Check which lines in the records hold "BatchError" and report how many there are, with no other text.
** Opening DATA block **
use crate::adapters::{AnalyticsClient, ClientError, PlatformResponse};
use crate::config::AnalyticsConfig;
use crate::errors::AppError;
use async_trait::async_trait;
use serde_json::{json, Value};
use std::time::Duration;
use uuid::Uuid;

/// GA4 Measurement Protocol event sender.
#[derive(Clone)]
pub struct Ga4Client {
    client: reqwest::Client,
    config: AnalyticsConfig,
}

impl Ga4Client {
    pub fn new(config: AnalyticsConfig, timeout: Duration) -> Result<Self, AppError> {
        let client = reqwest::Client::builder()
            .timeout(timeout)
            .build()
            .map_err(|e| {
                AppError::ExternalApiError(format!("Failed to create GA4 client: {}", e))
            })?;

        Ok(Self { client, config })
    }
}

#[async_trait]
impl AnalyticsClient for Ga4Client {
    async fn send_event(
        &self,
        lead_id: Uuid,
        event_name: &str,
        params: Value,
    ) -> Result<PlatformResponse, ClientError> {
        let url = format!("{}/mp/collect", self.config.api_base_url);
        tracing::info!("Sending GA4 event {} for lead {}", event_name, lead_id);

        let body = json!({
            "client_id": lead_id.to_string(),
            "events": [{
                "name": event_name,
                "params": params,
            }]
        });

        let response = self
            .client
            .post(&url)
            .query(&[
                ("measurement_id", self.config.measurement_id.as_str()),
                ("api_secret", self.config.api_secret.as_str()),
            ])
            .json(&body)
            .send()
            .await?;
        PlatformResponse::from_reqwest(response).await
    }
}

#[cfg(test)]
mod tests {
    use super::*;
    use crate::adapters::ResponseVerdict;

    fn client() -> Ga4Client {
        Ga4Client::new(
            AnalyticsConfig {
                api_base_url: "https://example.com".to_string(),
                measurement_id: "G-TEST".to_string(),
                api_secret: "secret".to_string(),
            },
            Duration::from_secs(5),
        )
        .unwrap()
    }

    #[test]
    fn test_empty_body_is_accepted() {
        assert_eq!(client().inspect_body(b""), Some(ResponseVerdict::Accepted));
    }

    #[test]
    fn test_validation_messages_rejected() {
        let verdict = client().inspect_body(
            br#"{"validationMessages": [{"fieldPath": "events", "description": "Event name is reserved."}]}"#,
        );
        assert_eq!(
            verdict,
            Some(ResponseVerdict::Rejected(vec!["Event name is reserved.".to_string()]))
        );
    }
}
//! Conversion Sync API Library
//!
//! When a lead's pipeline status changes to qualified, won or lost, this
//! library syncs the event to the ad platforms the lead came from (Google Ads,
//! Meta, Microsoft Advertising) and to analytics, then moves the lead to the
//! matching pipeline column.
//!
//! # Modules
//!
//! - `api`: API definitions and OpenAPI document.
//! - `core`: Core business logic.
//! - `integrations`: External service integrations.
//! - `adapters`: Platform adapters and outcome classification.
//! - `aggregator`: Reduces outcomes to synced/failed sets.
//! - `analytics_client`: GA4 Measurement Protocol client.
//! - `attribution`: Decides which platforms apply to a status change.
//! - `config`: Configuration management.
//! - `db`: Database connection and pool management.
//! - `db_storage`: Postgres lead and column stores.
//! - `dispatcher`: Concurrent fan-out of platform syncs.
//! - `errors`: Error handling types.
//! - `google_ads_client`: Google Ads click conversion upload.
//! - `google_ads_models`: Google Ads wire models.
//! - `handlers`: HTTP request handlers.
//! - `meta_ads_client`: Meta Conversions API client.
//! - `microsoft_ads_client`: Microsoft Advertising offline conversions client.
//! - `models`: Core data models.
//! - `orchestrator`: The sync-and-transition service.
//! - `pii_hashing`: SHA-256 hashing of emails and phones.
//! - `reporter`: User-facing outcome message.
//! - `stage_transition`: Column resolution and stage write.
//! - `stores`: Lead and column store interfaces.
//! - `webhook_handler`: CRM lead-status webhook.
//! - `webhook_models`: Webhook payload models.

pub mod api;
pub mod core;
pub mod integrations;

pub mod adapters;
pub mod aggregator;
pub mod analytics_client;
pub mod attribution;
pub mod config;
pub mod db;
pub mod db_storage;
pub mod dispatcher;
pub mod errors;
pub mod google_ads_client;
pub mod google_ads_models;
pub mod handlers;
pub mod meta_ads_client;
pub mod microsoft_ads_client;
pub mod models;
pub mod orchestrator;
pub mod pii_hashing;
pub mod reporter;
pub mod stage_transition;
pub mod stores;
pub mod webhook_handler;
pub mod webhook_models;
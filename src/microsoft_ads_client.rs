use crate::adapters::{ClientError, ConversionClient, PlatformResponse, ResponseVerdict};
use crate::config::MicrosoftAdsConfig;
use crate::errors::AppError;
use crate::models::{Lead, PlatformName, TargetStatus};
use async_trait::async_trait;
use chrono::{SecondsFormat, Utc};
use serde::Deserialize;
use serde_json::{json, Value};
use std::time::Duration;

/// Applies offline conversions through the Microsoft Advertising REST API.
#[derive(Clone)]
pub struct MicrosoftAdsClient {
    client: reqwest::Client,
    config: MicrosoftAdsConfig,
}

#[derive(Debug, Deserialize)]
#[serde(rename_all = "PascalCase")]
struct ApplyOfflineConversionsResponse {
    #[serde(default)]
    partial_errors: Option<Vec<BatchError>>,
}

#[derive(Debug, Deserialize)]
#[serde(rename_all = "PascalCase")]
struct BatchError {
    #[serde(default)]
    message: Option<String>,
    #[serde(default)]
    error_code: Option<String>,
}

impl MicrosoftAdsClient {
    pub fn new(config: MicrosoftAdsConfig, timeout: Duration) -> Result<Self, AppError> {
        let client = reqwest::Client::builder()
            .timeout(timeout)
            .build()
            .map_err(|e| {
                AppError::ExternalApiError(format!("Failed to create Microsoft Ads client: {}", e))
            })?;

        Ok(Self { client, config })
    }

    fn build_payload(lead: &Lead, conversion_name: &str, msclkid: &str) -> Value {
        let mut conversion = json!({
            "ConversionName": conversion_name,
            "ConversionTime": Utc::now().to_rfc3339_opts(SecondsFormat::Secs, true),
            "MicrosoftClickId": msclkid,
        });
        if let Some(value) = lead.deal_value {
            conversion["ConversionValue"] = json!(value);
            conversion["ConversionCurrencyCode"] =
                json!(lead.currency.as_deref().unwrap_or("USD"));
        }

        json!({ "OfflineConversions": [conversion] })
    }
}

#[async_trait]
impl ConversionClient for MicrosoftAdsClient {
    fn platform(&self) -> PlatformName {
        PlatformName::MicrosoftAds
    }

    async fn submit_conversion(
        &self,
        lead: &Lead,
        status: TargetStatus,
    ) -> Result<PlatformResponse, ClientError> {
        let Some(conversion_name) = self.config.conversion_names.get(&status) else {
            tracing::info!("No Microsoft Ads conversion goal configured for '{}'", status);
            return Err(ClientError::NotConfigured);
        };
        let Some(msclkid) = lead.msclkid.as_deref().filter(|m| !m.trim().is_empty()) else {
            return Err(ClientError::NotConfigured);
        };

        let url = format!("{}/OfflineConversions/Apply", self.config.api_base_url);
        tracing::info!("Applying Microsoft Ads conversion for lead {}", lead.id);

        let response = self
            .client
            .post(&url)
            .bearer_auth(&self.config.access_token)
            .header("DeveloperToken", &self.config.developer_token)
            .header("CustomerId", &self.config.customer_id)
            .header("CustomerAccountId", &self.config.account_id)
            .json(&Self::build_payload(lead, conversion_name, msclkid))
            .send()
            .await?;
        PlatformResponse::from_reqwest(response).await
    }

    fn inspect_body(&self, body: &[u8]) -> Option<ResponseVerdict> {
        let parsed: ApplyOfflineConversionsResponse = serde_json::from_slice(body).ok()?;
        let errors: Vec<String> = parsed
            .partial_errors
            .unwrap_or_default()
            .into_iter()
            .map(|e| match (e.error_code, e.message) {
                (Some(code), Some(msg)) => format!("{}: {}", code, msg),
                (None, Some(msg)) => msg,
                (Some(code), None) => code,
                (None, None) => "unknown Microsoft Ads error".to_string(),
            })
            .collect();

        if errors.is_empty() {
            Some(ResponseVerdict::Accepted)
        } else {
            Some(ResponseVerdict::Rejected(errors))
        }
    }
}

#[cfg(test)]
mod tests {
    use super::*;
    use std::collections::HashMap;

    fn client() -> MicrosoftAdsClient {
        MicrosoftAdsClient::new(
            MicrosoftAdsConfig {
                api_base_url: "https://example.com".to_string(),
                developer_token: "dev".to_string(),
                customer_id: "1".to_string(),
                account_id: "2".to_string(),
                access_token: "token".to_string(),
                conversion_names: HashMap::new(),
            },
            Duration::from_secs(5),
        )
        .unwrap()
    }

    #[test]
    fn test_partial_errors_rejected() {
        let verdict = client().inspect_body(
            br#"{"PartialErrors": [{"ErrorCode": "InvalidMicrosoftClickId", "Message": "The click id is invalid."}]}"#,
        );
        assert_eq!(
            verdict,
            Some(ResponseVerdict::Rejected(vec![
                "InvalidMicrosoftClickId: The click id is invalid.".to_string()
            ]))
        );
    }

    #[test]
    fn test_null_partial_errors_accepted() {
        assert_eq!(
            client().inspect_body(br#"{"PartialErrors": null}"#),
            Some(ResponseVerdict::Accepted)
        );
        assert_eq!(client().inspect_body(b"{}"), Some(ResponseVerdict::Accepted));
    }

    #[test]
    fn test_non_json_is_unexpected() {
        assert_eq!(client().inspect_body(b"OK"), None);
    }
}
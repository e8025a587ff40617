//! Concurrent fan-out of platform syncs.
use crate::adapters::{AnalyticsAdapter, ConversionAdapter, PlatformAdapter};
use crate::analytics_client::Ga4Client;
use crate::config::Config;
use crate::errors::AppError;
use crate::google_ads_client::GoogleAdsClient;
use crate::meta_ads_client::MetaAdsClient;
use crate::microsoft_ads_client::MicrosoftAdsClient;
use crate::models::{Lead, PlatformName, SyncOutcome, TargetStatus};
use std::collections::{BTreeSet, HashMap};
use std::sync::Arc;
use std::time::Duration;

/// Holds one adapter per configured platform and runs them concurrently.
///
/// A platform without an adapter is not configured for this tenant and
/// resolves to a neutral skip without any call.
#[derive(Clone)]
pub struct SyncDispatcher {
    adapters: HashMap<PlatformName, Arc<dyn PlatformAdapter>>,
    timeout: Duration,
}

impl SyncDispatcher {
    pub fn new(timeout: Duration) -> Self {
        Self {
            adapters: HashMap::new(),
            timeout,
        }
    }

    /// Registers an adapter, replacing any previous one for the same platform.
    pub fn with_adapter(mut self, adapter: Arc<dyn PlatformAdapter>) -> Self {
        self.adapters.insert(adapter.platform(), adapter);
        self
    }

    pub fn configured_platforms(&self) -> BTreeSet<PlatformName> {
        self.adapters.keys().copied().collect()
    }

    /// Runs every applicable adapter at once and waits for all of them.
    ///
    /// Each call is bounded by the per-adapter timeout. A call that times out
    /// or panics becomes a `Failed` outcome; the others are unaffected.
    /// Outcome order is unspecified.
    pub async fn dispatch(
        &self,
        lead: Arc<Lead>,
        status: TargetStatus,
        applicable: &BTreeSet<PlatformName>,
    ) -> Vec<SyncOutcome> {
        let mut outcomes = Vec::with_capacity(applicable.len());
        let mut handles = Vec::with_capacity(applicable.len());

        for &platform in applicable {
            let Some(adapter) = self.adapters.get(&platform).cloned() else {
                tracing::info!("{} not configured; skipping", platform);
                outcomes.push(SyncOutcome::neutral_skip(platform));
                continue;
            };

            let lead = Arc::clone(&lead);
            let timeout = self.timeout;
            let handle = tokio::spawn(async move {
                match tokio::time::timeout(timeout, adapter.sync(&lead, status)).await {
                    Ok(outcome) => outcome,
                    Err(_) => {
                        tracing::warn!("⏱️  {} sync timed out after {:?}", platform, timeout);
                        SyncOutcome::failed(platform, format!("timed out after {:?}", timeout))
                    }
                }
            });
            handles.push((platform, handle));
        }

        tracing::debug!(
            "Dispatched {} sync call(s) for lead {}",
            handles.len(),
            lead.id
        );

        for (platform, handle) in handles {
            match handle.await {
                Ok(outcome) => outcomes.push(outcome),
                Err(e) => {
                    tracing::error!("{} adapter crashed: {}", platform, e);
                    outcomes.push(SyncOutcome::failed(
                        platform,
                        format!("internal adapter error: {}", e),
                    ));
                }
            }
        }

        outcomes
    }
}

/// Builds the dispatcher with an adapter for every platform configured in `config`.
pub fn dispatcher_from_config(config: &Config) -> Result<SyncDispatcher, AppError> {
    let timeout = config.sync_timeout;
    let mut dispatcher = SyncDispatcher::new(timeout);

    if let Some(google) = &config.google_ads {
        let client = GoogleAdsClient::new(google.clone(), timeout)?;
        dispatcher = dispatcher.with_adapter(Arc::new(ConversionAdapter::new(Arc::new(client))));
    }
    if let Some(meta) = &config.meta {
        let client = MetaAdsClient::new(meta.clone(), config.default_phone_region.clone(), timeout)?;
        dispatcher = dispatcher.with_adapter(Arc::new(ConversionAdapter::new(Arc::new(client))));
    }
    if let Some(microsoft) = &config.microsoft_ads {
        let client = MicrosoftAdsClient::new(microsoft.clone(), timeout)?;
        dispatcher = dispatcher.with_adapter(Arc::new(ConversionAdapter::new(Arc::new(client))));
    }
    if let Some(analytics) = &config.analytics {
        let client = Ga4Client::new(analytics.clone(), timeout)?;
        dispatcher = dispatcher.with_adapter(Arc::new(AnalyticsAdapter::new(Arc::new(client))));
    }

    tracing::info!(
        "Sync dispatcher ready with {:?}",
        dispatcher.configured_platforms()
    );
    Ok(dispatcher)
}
** Closing DATA block **
* **YOUR RESPONSE**:
2